* [Input data]:
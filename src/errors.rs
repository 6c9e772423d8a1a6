//! Error types for lexicon loading and board input, with error codes and
//! helpful messages.
//!
//! # Error Codes
//!
//! Each error variant has a unique code for documentation lookup:
//!
//! - D001: `Io` (Lexicon source unreadable)
//! - D002: `TruncatedHeader` (Fewer than 4 header bytes)
//! - D003: `InvalidNodeCount` (Declared node count is zero or negative)
//! - D004: `TruncatedNodeTable` (Payload shorter than the declared count)
//! - D005: `RootLetterMismatch` (Root slot carries the wrong letter)
//! - D006: `ChildIndexOutOfRange` (Child pointer past the node table)
//! - B001: `InputTooLong` (Grid text exceeds board capacity)
//! - B002: `InvalidCharacter` (Grid text outside A-Z)
//!
//! Lexicon errors are fatal to the whole session: no solve can proceed
//! without a usable graph, and they surface from the loader before any
//! board is processed. Board errors are scoped to one board — the caller
//! may reject that input and supply another without reloading the graph.
//!
//! # Examples
//!
//! ```
//! use wordgrid::errors::BoardError;
//!
//! let err = BoardError::InputTooLong { len: 17, capacity: 16 };
//! println!("Error: {}", err);
//! println!("Code: {}", err.code());
//! if let Some(help) = err.help() {
//!     println!("Help: {}", help);
//! }
//! ```

use std::io;

/// Errors raised while decoding a DAWG lexicon binary.
///
/// All variants are fatal for the session that tried to load the graph.
#[derive(Debug, thiserror::Error)]
pub enum LexiconError {
    /// The source bytes could not be read at all (missing file, permission).
    #[error("cannot read lexicon: {0}")]
    Io(#[from] io::Error),

    /// The byte stream ended before the 4-byte node-count header.
    #[error("truncated header: got {len} bytes, need at least 4")]
    TruncatedHeader { len: usize },

    /// The declared node count is zero or negative.
    #[error("invalid node count: {count}")]
    InvalidNodeCount { count: i32 },

    /// The payload holds fewer nodes than the header declared.
    #[error("truncated node table: declared {declared} nodes, payload holds {actual}")]
    TruncatedNodeTable { declared: usize, actual: usize },

    /// A root slot in 1..=26 does not carry the letter the fixed root
    /// layout requires, so the blob was produced by an incompatible encoder.
    #[error("root slot {index} holds '{found}', expected '{expected}'")]
    RootLetterMismatch {
        index: usize,
        expected: char,
        found: char,
    },

    /// A node's child index points past the end of the node table.
    #[error("node {node} has child index {child} out of range (table size {len})")]
    ChildIndexOutOfRange {
        node: usize,
        child: usize,
        len: usize,
    },
}

impl LexiconError {
    /// Returns the error code for this error variant
    #[must_use]
    pub fn code(&self) -> &'static str {
        match self {
            LexiconError::Io(_) => "D001",
            LexiconError::TruncatedHeader { .. } => "D002",
            LexiconError::InvalidNodeCount { .. } => "D003",
            LexiconError::TruncatedNodeTable { .. } => "D004",
            LexiconError::RootLetterMismatch { .. } => "D005",
            LexiconError::ChildIndexOutOfRange { .. } => "D006",
        }
    }

    /// Returns a helpful suggestion for this error
    #[must_use]
    pub fn help(&self) -> Option<&'static str> {
        match self {
            LexiconError::Io(_) => {
                Some("Check that the dictionary path exists and is readable")
            }
            LexiconError::TruncatedHeader { .. } | LexiconError::TruncatedNodeTable { .. } => {
                Some("The file appears cut short; rebuild the binary dictionary")
            }
            LexiconError::InvalidNodeCount { .. } => {
                Some("A valid lexicon declares at least the sentinel node")
            }
            LexiconError::RootLetterMismatch { .. } => {
                Some("The encoder must place the root for letter c at index (c - 'A') + 1")
            }
            LexiconError::ChildIndexOutOfRange { .. } => None,
        }
    }

    /// Formats the error with code and optional help text
    #[must_use]
    pub fn display_detailed(&self) -> String {
        format_error_with_code_and_help(&self.to_string(), self.code(), self.help())
    }
}

/// Errors raised while populating a [`crate::board::GridBoard`] from grid text.
///
/// Recoverable: the board is rejected but the session may try another.
#[derive(Debug, thiserror::Error)]
pub enum BoardError {
    /// The supplied grid text holds more characters than the board has cells.
    #[error("grid text length {len} exceeds board capacity {capacity}")]
    InputTooLong { len: usize, capacity: usize },

    /// A character outside the expected alphabet appeared in the grid text.
    #[error("invalid grid character '{ch}' at position {position} (only A-Z allowed)")]
    InvalidCharacter { ch: char, position: usize },
}

impl BoardError {
    /// Returns the error code for this error variant
    #[must_use]
    pub fn code(&self) -> &'static str {
        match self {
            BoardError::InputTooLong { .. } => "B001",
            BoardError::InvalidCharacter { .. } => "B002",
        }
    }

    /// Returns a helpful suggestion for this error
    #[must_use]
    pub fn help(&self) -> Option<&'static str> {
        match self {
            BoardError::InputTooLong { .. } => {
                Some("Supply at most rows*cols characters, row-major with no separators")
            }
            BoardError::InvalidCharacter { .. } => {
                Some("Grid text must be uppercase letters A-Z only")
            }
        }
    }

    /// Formats the error with code and optional help text
    #[must_use]
    pub fn display_detailed(&self) -> String {
        format_error_with_code_and_help(&self.to_string(), self.code(), self.help())
    }
}

/// Helper function to format error messages with code and optional help text
pub(crate) fn format_error_with_code_and_help(
    base_msg: &str,
    code: &str,
    help: Option<&str>,
) -> String {
    if let Some(help_text) = help {
        format!("{base_msg} ({code})\n{help_text}")
    } else {
        format!("{base_msg} ({code})")
    }
}

#[cfg(test)]
mod tests {
    use super::*;

    #[test]
    fn test_error_codes_and_help() {
        let err = BoardError::InputTooLong { len: 17, capacity: 16 };
        assert_eq!(err.code(), "B001");
        assert!(err.help().is_some());
        let detailed = err.display_detailed();
        assert!(detailed.contains("B001"));
        assert!(detailed.contains("rows*cols"));
    }

    #[test]
    fn test_root_mismatch_message_names_both_letters() {
        let err = LexiconError::RootLetterMismatch {
            index: 2,
            expected: 'B',
            found: 'Q',
        };
        assert_eq!(err.code(), "D005");
        let detailed = err.display_detailed();
        assert!(detailed.contains('B') && detailed.contains('Q'));
    }

    /// Test that all lexicon error variants have unique codes
    #[test]
    fn test_all_lexicon_error_codes_are_unique() {
        let mut codes = std::collections::HashSet::new();

        // Sample one of each variant
        let errors: Vec<LexiconError> = vec![
            LexiconError::Io(io::Error::new(io::ErrorKind::NotFound, "gone")),
            LexiconError::TruncatedHeader { len: 2 },
            LexiconError::InvalidNodeCount { count: -1 },
            LexiconError::TruncatedNodeTable { declared: 30, actual: 10 },
            LexiconError::RootLetterMismatch { index: 1, expected: 'A', found: 'Z' },
            LexiconError::ChildIndexOutOfRange { node: 3, child: 99, len: 27 },
        ];

        for err in errors {
            let code = err.code();
            assert!(code.starts_with('D'), "Lexicon code '{code}' should start with 'D'");
            assert!(codes.insert(code), "Duplicate error code found: {code}");
        }
        assert_eq!(codes.len(), 6);
    }

    #[test]
    fn test_io_error_preserves_message() {
        let err = LexiconError::from(io::Error::new(io::ErrorKind::PermissionDenied, "locked"));
        assert_eq!(err.code(), "D001");
        assert!(err.to_string().contains("locked"));
    }

    /// Test that display_detailed properly formats errors
    #[test]
    fn test_display_detailed_includes_code_and_help() {
        let err = BoardError::InvalidCharacter { ch: '7', position: 3 };
        let detailed = err.display_detailed();

        // should include code
        assert!(detailed.contains(err.code()));

        // should include base message
        assert!(detailed.contains(&err.to_string()));

        // if there's help text, it should be included
        if let Some(help) = err.help() {
            assert!(detailed.contains(help));
        }
    }
}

* [What you have to do]:
Please write out every record shown above exactly as it reads.

* [Result below]:
filename src/errors.rs
repository 6c9e772423d8a1a6
//! Error types for lexicon loading and board input, with error codes and
//! helpful messages.
//!
//! # Error Codes
//!
//! Each error variant has a unique code for documentation lookup:
//!
//! - D001: `Io` (Lexicon source unreadable)
//! - D002: `TruncatedHeader` (Fewer than 4 header bytes)
//! - D003: `InvalidNodeCount` (Declared node count is zero or negative)
//! - D004: `TruncatedNodeTable` (Payload shorter than the declared count)
//! - D005: `RootLetterMismatch` (Root slot carries the wrong letter)
//! - D006: `ChildIndexOutOfRange` (Child pointer past the node table)
//! - B001: `InputTooLong` (Grid text exceeds board capacity)
//! - B002: `InvalidCharacter` (Grid text outside A-Z)
//!
//! Lexicon errors are fatal to the whole session: no solve can proceed
//! without a usable graph, and they surface from the loader before any
//! board is processed. Board errors are scoped to one board — the caller
//! may reject that input and supply another without reloading the graph.
//!
//! # Examples
//!
//! ```
//! use wordgrid::errors::BoardError;
//!
//! let err = BoardError::InputTooLong { len: 17, capacity: 16 };
//! println!("Error: {}", err);
//! println!("Code: {}", err.code());
//! if let Some(help) = err.help() {
//!     println!("Help: {}", help);
//! }
//! ```

use std::io;

/// Errors raised while decoding a DAWG lexicon binary.
///
/// All variants are fatal for the session that tried to load the graph.
#[derive(Debug, thiserror::Error)]
pub enum LexiconError {
    /// The source bytes could not be read at all (missing file, permission).
    #[error("cannot read lexicon: {0}")]
    Io(#[from] io::Error),

    /// The byte stream ended before the 4-byte node-count header.
    #[error("truncated header: got {len} bytes, need at least 4")]
    TruncatedHeader { len: usize },

    /// The declared node count is zero or negative.
    #[error("invalid node count: {count}")]
    InvalidNodeCount { count: i32 },

    /// The payload holds fewer nodes than the header declared.
    #[error("truncated node table: declared {declared} nodes, payload holds {actual}")]
    TruncatedNodeTable { declared: usize, actual: usize },

    /// A root slot in 1..=26 does not carry the letter the fixed root
    /// layout requires, so the blob was produced by an incompatible encoder.
    #[error("root slot {index} holds '{found}', expected '{expected}'")]
    RootLetterMismatch {
        index: usize,
        expected: char,
        found: char,
    },

    /// A node's child index points past the end of the node table.
    #[error("node {node} has child index {child} out of range (table size {len})")]
    ChildIndexOutOfRange {
        node: usize,
        child: usize,
        len: usize,
    },
}

impl LexiconError {
    /// Returns the error code for this error variant
    #[must_use]
    pub fn code(&self) -> &'static str {
        match self {
            LexiconError::Io(_) => "D001",
            LexiconError::TruncatedHeader { .. } => "D002",
            LexiconError::InvalidNodeCount { .. } => "D003",
            LexiconError::TruncatedNodeTable { .. } => "D004",
            LexiconError::RootLetterMismatch { .. } => "D005",
            LexiconError::ChildIndexOutOfRange { .. } => "D006",
        }
    }

    /// Returns a helpful suggestion for this error
    #[must_use]
    pub fn help(&self) -> Option<&'static str> {
        match self {
            LexiconError::Io(_) => {
                Some("Check that the dictionary path exists and is readable")
            }
            LexiconError::TruncatedHeader { .. } | LexiconError::TruncatedNodeTable { .. } => {
                Some("The file appears cut short; rebuild the binary dictionary")
            }
            LexiconError::InvalidNodeCount { .. } => {
                Some("A valid lexicon declares at least the sentinel node")
            }
            LexiconError::RootLetterMismatch { .. } => {
                Some("The encoder must place the root for letter c at index (c - 'A') + 1")
            }
            LexiconError::ChildIndexOutOfRange { .. } => None,
        }
    }

    /// Formats the error with code and optional help text
    #[must_use]
    pub fn display_detailed(&self) -> String {
        format_error_with_code_and_help(&self.to_string(), self.code(), self.help())
    }
}

/// Errors raised while populating a [`crate::board::GridBoard`] from grid text.
///
/// Recoverable: the board is rejected but the session may try another.
#[derive(Debug, thiserror::Error)]
pub enum BoardError {
    /// The supplied grid text holds more characters than the board has cells.
    #[error("grid text length {len} exceeds board capacity {capacity}")]
    InputTooLong { len: usize, capacity: usize },

    /// A character outside the expected alphabet appeared in the grid text.
    #[error("invalid grid character '{ch}' at position {position} (only A-Z allowed)")]
    InvalidCharacter { ch: char, position: usize },
}

impl BoardError {
    /// Returns the error code for this error variant
    #[must_use]
    pub fn code(&self) -> &'static str {
        match self {
            BoardError::InputTooLong { .. } => "B001",
            BoardError::InvalidCharacter { .. } => "B002",
        }
    }

    /// Returns a helpful suggestion for this error
    #[must_use]
    pub fn help(&self) -> Option<&'static str> {
        match self {
            BoardError::InputTooLong { .. } => {
                Some("Supply at most rows*cols characters, row-major with no separators")
            }
            BoardError::InvalidCharacter { .. } => {
                Some("Grid text must be uppercase letters A-Z only")
            }
        }
    }

    /// Formats the error with code and optional help text
    #[must_use]
    pub fn display_detailed(&self) -> String {
        format_error_with_code_and_help(&self.to_string(), self.code(), self.help())
    }
}

/// Helper function to format error messages with code and optional help text
pub(crate) fn format_error_with_code_and_help(
    base_msg: &str,
    code: &str,
    help: Option<&str>,
) -> String {
    if let Some(help_text) = help {
        format!("{base_msg} ({code})\n{help_text}")
    } else {
        format!("{base_msg} ({code})")
    }
}

#[cfg(test)]
mod tests {
    use super::*;

    #[test]
    fn test_error_codes_and_help() {
        let err = BoardError::InputTooLong { len: 17, capacity: 16 };
        assert_eq!(err.code(), "B001");
        assert!(err.help().is_some());
        let detailed = err.display_detailed();
        assert!(detailed.contains("B001"));
        assert!(detailed.contains("rows*cols"));
    }

    #[test]
    fn test_root_mismatch_message_names_both_letters() {
        let err = LexiconError::RootLetterMismatch {
            index: 2,
            expected: 'B',
            found: 'Q',
        };
        assert_eq!(err.code(), "D005");
        let detailed = err.display_detailed();
        assert!(detailed.contains('B') && detailed.contains('Q'));
    }

    /// Test that all lexicon error variants have unique codes
    #[test]
    fn test_all_lexicon_error_codes_are_unique() {
        let mut codes = std::collections::HashSet::new();

        // Sample one of each variant
        let errors: Vec<LexiconError> = vec![
            LexiconError::Io(io::Error::new(io::ErrorKind::NotFound, "gone")),
            LexiconError::TruncatedHeader { len: 2 },
            LexiconError::InvalidNodeCount { count: -1 },
            LexiconError::TruncatedNodeTable { declared: 30, actual: 10 },
            LexiconError::RootLetterMismatch { index: 1, expected: 'A', found: 'Z' },
            LexiconError::ChildIndexOutOfRange { node: 3, child: 99, len: 27 },
        ];

        for err in errors {
            let code = err.code();
            assert!(code.starts_with('D'), "Lexicon code '{code}' should start with 'D'");
            assert!(codes.insert(code), "Duplicate error code found: {code}");
        }
        assert_eq!(codes.len(), 6);
    }

    #[test]
    fn test_io_error_preserves_message() {
        let err = LexiconError::from(io::Error::new(io::ErrorKind::PermissionDenied, "locked"));
        assert_eq!(err.code(), "D001");
        assert!(err.to_string().contains("locked"));
    }

    /// Test that display_detailed properly formats errors
    #[test]
    fn test_display_detailed_includes_code_and_help() {
        let err = BoardError::InvalidCharacter { ch: '7', position: 3 };
        let detailed = err.display_detailed();

        // should include code
        assert!(detailed.contains(err.code()));

        // should include base message
        assert!(detailed.contains(&err.to_string()));

        // if there's help text, it should be included
        if let Some(help) = err.help() {
            assert!(detailed.contains(help));
        }
    }
}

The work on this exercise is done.